-- INFORMATION follows --

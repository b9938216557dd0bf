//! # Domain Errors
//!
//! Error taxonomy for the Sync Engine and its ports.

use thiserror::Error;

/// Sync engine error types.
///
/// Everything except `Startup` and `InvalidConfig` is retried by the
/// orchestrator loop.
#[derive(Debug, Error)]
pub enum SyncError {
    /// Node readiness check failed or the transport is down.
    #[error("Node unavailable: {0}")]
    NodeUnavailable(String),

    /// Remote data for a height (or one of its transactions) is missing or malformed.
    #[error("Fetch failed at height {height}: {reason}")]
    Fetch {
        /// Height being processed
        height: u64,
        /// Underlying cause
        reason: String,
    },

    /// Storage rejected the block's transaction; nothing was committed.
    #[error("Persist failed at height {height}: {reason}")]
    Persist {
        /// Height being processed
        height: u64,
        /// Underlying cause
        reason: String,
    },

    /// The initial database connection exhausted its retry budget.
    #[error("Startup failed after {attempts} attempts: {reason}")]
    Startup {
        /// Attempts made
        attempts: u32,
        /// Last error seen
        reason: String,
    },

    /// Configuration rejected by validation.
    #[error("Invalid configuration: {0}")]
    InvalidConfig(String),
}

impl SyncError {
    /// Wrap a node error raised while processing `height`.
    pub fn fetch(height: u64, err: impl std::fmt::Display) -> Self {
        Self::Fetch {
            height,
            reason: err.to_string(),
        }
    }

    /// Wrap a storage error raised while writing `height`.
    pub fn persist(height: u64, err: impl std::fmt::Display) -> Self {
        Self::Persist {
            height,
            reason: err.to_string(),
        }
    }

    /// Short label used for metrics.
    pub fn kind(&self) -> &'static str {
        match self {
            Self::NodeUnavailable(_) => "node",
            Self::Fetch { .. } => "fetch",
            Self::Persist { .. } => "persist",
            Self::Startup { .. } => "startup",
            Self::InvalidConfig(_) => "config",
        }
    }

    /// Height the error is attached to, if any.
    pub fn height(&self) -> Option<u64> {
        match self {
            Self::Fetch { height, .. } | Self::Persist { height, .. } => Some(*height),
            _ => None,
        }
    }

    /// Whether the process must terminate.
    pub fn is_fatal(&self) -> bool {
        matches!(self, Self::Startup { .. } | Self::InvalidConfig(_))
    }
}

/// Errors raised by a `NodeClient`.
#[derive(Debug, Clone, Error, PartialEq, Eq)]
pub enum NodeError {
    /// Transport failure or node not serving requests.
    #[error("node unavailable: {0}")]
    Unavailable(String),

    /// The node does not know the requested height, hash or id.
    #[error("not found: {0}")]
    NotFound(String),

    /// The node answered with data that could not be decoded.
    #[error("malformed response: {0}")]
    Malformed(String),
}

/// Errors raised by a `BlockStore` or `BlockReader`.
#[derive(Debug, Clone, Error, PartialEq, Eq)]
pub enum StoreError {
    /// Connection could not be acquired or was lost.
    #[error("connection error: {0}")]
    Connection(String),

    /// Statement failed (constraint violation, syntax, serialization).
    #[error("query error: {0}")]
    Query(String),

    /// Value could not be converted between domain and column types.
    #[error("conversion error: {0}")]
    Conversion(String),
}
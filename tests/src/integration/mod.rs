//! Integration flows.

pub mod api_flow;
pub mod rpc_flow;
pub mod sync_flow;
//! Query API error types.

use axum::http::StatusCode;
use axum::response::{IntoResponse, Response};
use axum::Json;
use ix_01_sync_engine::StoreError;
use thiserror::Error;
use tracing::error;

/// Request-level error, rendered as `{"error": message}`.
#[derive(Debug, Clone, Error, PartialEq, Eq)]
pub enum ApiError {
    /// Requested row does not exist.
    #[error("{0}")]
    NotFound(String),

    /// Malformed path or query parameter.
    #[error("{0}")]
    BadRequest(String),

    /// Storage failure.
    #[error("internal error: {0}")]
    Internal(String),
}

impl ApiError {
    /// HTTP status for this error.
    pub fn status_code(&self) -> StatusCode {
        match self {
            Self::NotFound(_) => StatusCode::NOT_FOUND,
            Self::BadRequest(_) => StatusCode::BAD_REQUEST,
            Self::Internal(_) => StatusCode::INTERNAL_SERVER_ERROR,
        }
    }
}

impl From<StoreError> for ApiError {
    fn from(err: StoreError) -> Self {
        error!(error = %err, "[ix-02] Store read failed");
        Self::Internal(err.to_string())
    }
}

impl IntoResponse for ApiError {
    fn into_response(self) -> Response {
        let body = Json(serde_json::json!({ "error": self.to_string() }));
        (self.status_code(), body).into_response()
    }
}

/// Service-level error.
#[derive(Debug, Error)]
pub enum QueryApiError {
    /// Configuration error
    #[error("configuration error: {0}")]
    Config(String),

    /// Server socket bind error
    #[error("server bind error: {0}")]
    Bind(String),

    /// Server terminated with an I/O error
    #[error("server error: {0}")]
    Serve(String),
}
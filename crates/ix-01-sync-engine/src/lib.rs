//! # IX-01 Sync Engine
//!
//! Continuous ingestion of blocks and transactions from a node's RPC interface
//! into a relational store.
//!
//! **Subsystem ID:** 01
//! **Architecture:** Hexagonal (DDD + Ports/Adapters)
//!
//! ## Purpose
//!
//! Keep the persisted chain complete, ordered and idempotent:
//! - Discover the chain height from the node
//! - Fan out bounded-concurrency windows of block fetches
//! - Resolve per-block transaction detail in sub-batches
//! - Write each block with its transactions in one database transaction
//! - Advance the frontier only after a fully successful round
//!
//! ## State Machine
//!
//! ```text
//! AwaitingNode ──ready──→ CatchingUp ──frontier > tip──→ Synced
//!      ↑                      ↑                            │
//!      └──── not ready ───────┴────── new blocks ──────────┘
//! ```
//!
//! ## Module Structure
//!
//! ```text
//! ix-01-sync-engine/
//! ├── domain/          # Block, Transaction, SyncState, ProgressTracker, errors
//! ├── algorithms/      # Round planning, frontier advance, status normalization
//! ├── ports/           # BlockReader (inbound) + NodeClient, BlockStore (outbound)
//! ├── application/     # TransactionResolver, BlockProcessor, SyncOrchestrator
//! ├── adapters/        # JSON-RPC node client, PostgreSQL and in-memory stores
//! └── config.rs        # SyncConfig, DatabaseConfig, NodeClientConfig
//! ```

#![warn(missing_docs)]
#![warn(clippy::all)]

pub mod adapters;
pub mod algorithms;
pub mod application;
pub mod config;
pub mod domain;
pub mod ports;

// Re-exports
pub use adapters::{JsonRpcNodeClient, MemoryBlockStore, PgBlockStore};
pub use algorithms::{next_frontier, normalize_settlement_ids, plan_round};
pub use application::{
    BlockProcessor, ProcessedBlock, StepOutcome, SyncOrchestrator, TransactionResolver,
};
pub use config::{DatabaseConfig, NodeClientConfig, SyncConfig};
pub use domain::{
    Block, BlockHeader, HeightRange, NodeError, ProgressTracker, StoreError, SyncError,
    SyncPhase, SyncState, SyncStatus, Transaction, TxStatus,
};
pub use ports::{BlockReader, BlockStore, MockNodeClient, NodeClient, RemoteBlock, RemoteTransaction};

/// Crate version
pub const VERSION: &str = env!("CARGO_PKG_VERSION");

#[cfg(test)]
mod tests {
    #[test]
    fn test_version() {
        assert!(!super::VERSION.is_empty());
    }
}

-- INFORMATION concluded --

TASK TO CARRY OUT → One line above contains "#![warn(missing_docs)]". Output that line and each one after it, word for word, and nothing else.

EXERCISE RESPONSE →
#![warn(missing_docs)]
#![warn(clippy::all)]

pub mod adapters;
pub mod algorithms;
pub mod application;
pub mod config;
pub mod domain;
pub mod ports;

// Re-exports
pub use adapters::{JsonRpcNodeClient, MemoryBlockStore, PgBlockStore};
pub use algorithms::{next_frontier, normalize_settlement_ids, plan_round};
pub use application::{
    BlockProcessor, ProcessedBlock, StepOutcome, SyncOrchestrator, TransactionResolver,
};
pub use config::{DatabaseConfig, NodeClientConfig, SyncConfig};
pub use domain::{
    Block, BlockHeader, HeightRange, NodeError, ProgressTracker, StoreError, SyncError,
    SyncPhase, SyncState, SyncStatus, Transaction, TxStatus,
};
pub use ports::{BlockReader, BlockStore, MockNodeClient, NodeClient, RemoteBlock, RemoteTransaction};

/// Crate version
pub const VERSION: &str = env!("CARGO_PKG_VERSION");

#[cfg(test)]
mod tests {
    #[test]
    fn test_version() {
        assert!(!super::VERSION.is_empty());
    }
}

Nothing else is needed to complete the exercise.